* [ASSIGNMENT]:
When you find the line with "filename src/models/token.rs" among the records below, reproduce it and each line after it exactly, ending with the line with "pub struct TokenPair".

* [DATASET EXCERPTS]:
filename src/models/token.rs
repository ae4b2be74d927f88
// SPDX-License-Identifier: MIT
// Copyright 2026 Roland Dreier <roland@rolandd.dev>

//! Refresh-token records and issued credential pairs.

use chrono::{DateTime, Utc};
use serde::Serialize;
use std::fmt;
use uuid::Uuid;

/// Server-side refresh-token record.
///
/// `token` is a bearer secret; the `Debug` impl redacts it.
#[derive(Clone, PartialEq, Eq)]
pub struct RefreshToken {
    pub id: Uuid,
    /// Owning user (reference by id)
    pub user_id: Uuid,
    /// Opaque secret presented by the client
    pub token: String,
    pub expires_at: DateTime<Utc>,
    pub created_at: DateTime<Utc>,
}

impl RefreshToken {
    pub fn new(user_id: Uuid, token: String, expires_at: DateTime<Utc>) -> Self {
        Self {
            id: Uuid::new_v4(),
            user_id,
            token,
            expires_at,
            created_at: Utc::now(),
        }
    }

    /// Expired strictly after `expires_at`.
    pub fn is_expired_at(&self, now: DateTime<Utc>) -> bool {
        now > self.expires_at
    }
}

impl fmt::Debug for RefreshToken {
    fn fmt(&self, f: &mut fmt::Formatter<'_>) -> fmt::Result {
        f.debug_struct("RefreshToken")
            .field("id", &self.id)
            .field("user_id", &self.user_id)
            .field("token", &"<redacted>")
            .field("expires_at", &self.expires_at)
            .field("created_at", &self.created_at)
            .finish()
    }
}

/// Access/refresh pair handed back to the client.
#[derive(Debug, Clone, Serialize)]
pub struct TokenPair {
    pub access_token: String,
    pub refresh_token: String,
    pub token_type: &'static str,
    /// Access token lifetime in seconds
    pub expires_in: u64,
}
---
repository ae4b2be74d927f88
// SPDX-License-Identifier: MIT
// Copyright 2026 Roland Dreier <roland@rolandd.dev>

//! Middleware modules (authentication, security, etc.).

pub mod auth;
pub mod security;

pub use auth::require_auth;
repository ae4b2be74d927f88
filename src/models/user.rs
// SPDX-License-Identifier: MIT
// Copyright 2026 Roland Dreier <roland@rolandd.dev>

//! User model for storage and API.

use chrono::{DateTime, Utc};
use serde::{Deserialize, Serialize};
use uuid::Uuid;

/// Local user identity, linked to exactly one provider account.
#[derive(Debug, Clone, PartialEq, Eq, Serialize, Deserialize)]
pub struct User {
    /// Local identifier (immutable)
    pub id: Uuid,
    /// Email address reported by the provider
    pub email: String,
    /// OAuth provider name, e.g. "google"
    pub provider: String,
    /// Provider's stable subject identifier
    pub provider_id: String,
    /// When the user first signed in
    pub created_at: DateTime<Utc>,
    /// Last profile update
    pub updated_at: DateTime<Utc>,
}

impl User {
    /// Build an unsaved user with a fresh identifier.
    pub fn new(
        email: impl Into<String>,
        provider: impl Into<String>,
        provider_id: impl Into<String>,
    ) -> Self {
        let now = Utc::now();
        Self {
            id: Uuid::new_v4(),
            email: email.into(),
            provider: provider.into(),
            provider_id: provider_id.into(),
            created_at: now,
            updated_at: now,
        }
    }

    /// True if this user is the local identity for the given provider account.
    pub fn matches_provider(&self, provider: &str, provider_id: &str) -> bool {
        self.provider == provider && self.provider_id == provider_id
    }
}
...
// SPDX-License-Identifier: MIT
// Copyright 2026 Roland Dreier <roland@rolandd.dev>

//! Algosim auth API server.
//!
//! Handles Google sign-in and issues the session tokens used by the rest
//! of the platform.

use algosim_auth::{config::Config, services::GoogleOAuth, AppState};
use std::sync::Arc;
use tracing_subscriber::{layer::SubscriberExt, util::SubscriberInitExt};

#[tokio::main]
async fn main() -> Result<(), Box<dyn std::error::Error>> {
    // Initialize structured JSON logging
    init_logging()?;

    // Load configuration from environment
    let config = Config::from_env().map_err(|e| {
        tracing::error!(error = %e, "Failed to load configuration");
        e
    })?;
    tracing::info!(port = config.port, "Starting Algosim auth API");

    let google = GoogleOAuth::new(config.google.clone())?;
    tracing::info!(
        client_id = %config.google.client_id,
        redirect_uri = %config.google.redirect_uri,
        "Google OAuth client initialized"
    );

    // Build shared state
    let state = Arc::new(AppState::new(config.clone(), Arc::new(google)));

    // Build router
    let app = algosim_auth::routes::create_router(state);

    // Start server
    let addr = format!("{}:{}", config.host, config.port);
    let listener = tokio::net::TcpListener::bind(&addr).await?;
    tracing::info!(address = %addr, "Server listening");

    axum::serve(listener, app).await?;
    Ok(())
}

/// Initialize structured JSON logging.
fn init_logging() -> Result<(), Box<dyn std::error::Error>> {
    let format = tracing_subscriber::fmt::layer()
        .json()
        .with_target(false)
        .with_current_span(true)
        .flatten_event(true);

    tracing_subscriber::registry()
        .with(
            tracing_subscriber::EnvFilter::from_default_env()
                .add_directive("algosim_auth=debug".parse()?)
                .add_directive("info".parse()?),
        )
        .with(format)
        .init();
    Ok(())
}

* [ANSWER SPACE]:
filename src/models/token.rs
repository ae4b2be74d927f88
// SPDX-License-Identifier: MIT
// Copyright 2026 Roland Dreier <roland@rolandd.dev>

//! Refresh-token records and issued credential pairs.

use chrono::{DateTime, Utc};
use serde::Serialize;
use std::fmt;
use uuid::Uuid;

/// Server-side refresh-token record.
///
/// `token` is a bearer secret; the `Debug` impl redacts it.
#[derive(Clone, PartialEq, Eq)]
pub struct RefreshToken {
    pub id: Uuid,
    /// Owning user (reference by id)
    pub user_id: Uuid,
    /// Opaque secret presented by the client
    pub token: String,
    pub expires_at: DateTime<Utc>,
    pub created_at: DateTime<Utc>,
}

impl RefreshToken {
    pub fn new(user_id: Uuid, token: String, expires_at: DateTime<Utc>) -> Self {
        Self {
            id: Uuid::new_v4(),
            user_id,
            token,
            expires_at,
            created_at: Utc::now(),
        }
    }

    /// Expired strictly after `expires_at`.
    pub fn is_expired_at(&self, now: DateTime<Utc>) -> bool {
        now > self.expires_at
    }
}

impl fmt::Debug for RefreshToken {
    fn fmt(&self, f: &mut fmt::Formatter<'_>) -> fmt::Result {
        f.debug_struct("RefreshToken")
            .field("id", &self.id)
            .field("user_id", &self.user_id)
            .field("token", &"<redacted>")
            .field("expires_at", &self.expires_at)
            .field("created_at", &self.created_at)
            .finish()
    }
}

/// Access/refresh pair handed back to the client.
#[derive(Debug, Clone, Serialize)]
pub struct TokenPair {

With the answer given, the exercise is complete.